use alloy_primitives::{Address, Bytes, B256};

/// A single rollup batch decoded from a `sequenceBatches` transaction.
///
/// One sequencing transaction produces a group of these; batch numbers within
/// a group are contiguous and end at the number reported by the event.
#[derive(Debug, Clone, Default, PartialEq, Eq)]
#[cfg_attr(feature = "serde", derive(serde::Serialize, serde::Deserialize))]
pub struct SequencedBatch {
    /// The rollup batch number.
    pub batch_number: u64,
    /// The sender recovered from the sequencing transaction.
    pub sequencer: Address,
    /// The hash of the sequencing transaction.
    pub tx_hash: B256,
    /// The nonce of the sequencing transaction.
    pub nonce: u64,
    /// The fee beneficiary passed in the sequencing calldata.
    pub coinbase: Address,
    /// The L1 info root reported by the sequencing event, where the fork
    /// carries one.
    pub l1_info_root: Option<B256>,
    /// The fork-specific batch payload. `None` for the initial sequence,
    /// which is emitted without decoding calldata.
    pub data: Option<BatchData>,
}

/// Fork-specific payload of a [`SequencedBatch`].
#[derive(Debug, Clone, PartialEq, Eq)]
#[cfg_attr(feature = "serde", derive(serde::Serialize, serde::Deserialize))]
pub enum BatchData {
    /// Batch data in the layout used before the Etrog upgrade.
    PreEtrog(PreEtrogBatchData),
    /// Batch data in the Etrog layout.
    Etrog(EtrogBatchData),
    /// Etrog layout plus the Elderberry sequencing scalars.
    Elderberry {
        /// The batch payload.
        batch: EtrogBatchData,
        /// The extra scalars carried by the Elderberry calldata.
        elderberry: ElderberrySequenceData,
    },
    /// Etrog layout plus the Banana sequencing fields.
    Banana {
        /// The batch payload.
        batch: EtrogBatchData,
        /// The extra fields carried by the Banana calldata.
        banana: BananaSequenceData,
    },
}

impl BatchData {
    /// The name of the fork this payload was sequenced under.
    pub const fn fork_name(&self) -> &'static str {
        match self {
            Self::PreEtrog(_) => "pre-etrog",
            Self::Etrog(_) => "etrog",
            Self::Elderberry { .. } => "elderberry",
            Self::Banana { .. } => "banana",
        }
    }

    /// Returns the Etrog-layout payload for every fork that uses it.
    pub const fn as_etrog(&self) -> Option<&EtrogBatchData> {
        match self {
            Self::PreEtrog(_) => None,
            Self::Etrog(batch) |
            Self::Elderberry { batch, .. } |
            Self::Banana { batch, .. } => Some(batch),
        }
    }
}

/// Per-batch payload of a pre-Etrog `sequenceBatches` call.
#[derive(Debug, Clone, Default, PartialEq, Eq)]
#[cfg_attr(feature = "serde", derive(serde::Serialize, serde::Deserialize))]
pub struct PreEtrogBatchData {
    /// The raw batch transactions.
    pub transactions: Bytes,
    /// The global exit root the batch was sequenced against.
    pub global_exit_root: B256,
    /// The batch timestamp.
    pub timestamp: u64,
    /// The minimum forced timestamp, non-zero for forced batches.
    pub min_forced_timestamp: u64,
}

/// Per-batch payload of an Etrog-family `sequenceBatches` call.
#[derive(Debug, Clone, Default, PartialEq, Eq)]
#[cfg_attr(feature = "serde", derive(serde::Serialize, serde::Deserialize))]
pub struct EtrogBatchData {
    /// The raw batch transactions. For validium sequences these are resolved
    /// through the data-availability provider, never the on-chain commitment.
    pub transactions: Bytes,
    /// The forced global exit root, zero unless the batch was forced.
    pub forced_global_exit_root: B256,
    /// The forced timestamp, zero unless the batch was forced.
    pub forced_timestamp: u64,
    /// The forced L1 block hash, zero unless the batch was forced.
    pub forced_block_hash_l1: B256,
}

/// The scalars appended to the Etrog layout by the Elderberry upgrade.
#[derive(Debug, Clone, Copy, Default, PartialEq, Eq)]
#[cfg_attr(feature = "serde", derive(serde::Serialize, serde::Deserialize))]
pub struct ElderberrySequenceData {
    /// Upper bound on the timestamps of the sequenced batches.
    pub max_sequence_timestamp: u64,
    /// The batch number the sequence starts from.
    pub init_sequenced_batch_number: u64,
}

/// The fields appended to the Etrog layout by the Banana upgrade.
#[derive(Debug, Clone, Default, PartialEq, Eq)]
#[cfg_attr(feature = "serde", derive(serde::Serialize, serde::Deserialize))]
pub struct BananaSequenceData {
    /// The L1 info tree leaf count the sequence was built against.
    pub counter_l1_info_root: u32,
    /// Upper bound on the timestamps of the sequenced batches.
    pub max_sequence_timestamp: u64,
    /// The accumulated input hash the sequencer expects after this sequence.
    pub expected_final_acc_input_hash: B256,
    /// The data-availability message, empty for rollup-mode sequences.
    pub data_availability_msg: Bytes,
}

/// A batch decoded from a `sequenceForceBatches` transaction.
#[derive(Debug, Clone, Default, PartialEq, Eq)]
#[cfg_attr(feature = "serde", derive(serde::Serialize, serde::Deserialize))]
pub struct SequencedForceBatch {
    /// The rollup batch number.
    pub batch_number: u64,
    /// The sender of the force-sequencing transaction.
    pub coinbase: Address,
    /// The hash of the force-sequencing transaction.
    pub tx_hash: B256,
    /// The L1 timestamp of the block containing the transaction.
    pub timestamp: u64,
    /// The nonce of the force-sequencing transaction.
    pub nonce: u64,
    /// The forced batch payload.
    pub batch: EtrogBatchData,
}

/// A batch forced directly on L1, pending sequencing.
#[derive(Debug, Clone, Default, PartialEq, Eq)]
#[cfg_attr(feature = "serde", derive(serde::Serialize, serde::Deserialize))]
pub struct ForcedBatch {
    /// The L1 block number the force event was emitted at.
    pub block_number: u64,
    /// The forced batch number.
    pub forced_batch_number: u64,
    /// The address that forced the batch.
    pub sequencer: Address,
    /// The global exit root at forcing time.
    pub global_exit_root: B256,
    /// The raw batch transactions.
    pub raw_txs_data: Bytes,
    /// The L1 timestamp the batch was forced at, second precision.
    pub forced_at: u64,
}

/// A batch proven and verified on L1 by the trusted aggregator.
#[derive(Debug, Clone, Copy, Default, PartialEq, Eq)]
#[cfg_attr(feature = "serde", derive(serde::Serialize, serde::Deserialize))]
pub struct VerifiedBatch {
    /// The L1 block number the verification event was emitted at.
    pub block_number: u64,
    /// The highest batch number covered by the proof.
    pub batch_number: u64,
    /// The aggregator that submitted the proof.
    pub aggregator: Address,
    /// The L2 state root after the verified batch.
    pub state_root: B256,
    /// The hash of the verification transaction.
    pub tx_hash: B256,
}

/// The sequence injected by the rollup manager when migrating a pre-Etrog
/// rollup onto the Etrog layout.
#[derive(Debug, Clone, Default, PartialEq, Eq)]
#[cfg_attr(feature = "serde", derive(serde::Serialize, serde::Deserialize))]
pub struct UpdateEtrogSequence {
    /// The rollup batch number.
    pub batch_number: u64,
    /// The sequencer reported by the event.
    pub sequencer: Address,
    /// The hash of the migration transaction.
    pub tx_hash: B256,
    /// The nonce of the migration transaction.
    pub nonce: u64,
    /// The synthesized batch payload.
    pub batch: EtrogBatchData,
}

☆ ☆ ☆ ☆ ☆

Work request: Copy out the material above in full.

Answer box:
use alloy_primitives::{Address, Bytes, B256};

/// A single rollup batch decoded from a `sequenceBatches` transaction.
///
/// One sequencing transaction produces a group of these; batch numbers within
/// a group are contiguous and end at the number reported by the event.
#[derive(Debug, Clone, Default, PartialEq, Eq)]
#[cfg_attr(feature = "serde", derive(serde::Serialize, serde::Deserialize))]
pub struct SequencedBatch {
    /// The rollup batch number.
    pub batch_number: u64,
    /// The sender recovered from the sequencing transaction.
    pub sequencer: Address,
    /// The hash of the sequencing transaction.
    pub tx_hash: B256,
    /// The nonce of the sequencing transaction.
    pub nonce: u64,
    /// The fee beneficiary passed in the sequencing calldata.
    pub coinbase: Address,
    /// The L1 info root reported by the sequencing event, where the fork
    /// carries one.
    pub l1_info_root: Option<B256>,
    /// The fork-specific batch payload. `None` for the initial sequence,
    /// which is emitted without decoding calldata.
    pub data: Option<BatchData>,
}

/// Fork-specific payload of a [`SequencedBatch`].
#[derive(Debug, Clone, PartialEq, Eq)]
#[cfg_attr(feature = "serde", derive(serde::Serialize, serde::Deserialize))]
pub enum BatchData {
    /// Batch data in the layout used before the Etrog upgrade.
    PreEtrog(PreEtrogBatchData),
    /// Batch data in the Etrog layout.
    Etrog(EtrogBatchData),
    /// Etrog layout plus the Elderberry sequencing scalars.
    Elderberry {
        /// The batch payload.
        batch: EtrogBatchData,
        /// The extra scalars carried by the Elderberry calldata.
        elderberry: ElderberrySequenceData,
    },
    /// Etrog layout plus the Banana sequencing fields.
    Banana {
        /// The batch payload.
        batch: EtrogBatchData,
        /// The extra fields carried by the Banana calldata.
        banana: BananaSequenceData,
    },
}

impl BatchData {
    /// The name of the fork this payload was sequenced under.
    pub const fn fork_name(&self) -> &'static str {
        match self {
            Self::PreEtrog(_) => "pre-etrog",
            Self::Etrog(_) => "etrog",
            Self::Elderberry { .. } => "elderberry",
            Self::Banana { .. } => "banana",
        }
    }

    /// Returns the Etrog-layout payload for every fork that uses it.
    pub const fn as_etrog(&self) -> Option<&EtrogBatchData> {
        match self {
            Self::PreEtrog(_) => None,
            Self::Etrog(batch) |
            Self::Elderberry { batch, .. } |
            Self::Banana { batch, .. } => Some(batch),
        }
    }
}

/// Per-batch payload of a pre-Etrog `sequenceBatches` call.
#[derive(Debug, Clone, Default, PartialEq, Eq)]
#[cfg_attr(feature = "serde", derive(serde::Serialize, serde::Deserialize))]
pub struct PreEtrogBatchData {
    /// The raw batch transactions.
    pub transactions: Bytes,
    /// The global exit root the batch was sequenced against.
    pub global_exit_root: B256,
    /// The batch timestamp.
    pub timestamp: u64,
    /// The minimum forced timestamp, non-zero for forced batches.
    pub min_forced_timestamp: u64,
}

/// Per-batch payload of an Etrog-family `sequenceBatches` call.
#[derive(Debug, Clone, Default, PartialEq, Eq)]
#[cfg_attr(feature = "serde", derive(serde::Serialize, serde::Deserialize))]
pub struct EtrogBatchData {
    /// The raw batch transactions. For validium sequences these are resolved
    /// through the data-availability provider, never the on-chain commitment.
    pub transactions: Bytes,
    /// The forced global exit root, zero unless the batch was forced.
    pub forced_global_exit_root: B256,
    /// The forced timestamp, zero unless the batch was forced.
    pub forced_timestamp: u64,
    /// The forced L1 block hash, zero unless the batch was forced.
    pub forced_block_hash_l1: B256,
}

/// The scalars appended to the Etrog layout by the Elderberry upgrade.
#[derive(Debug, Clone, Copy, Default, PartialEq, Eq)]
#[cfg_attr(feature = "serde", derive(serde::Serialize, serde::Deserialize))]
pub struct ElderberrySequenceData {
    /// Upper bound on the timestamps of the sequenced batches.
    pub max_sequence_timestamp: u64,
    /// The batch number the sequence starts from.
    pub init_sequenced_batch_number: u64,
}

/// The fields appended to the Etrog layout by the Banana upgrade.
#[derive(Debug, Clone, Default, PartialEq, Eq)]
#[cfg_attr(feature = "serde", derive(serde::Serialize, serde::Deserialize))]
pub struct BananaSequenceData {
    /// The L1 info tree leaf count the sequence was built against.
    pub counter_l1_info_root: u32,
    /// Upper bound on the timestamps of the sequenced batches.
    pub max_sequence_timestamp: u64,
    /// The accumulated input hash the sequencer expects after this sequence.
    pub expected_final_acc_input_hash: B256,
    /// The data-availability message, empty for rollup-mode sequences.
    pub data_availability_msg: Bytes,
}

/// A batch decoded from a `sequenceForceBatches` transaction.
#[derive(Debug, Clone, Default, PartialEq, Eq)]
#[cfg_attr(feature = "serde", derive(serde::Serialize, serde::Deserialize))]
pub struct SequencedForceBatch {
    /// The rollup batch number.
    pub batch_number: u64,
    /// The sender of the force-sequencing transaction.
    pub coinbase: Address,
    /// The hash of the force-sequencing transaction.
    pub tx_hash: B256,
    /// The L1 timestamp of the block containing the transaction.
    pub timestamp: u64,
    /// The nonce of the force-sequencing transaction.
    pub nonce: u64,
    /// The forced batch payload.
    pub batch: EtrogBatchData,
}

/// A batch forced directly on L1, pending sequencing.
#[derive(Debug, Clone, Default, PartialEq, Eq)]
#[cfg_attr(feature = "serde", derive(serde::Serialize, serde::Deserialize))]
pub struct ForcedBatch {
    /// The L1 block number the force event was emitted at.
    pub block_number: u64,
    /// The forced batch number.
    pub forced_batch_number: u64,
    /// The address that forced the batch.
    pub sequencer: Address,
    /// The global exit root at forcing time.
    pub global_exit_root: B256,
    /// The raw batch transactions.
    pub raw_txs_data: Bytes,
    /// The L1 timestamp the batch was forced at, second precision.
    pub forced_at: u64,
}

/// A batch proven and verified on L1 by the trusted aggregator.
#[derive(Debug, Clone, Copy, Default, PartialEq, Eq)]
#[cfg_attr(feature = "serde", derive(serde::Serialize, serde::Deserialize))]
pub struct VerifiedBatch {
    /// The L1 block number the verification event was emitted at.
    pub block_number: u64,
    /// The highest batch number covered by the proof.
    pub batch_number: u64,
    /// The aggregator that submitted the proof.
    pub aggregator: Address,
    /// The L2 state root after the verified batch.
    pub state_root: B256,
    /// The hash of the verification transaction.
    pub tx_hash: B256,
}

/// The sequence injected by the rollup manager when migrating a pre-Etrog
/// rollup onto the Etrog layout.
#[derive(Debug, Clone, Default, PartialEq, Eq)]
#[cfg_attr(feature = "serde", derive(serde::Serialize, serde::Deserialize))]
pub struct UpdateEtrogSequence {
    /// The rollup batch number.
    pub batch_number: u64,
    /// The sequencer reported by the event.
    pub sequencer: Address,
    /// The hash of the migration transaction.
    pub tx_hash: B256,
    /// The nonce of the migration transaction.
    pub nonce: u64,
    /// The synthesized batch payload.
    pub batch: EtrogBatchData,
}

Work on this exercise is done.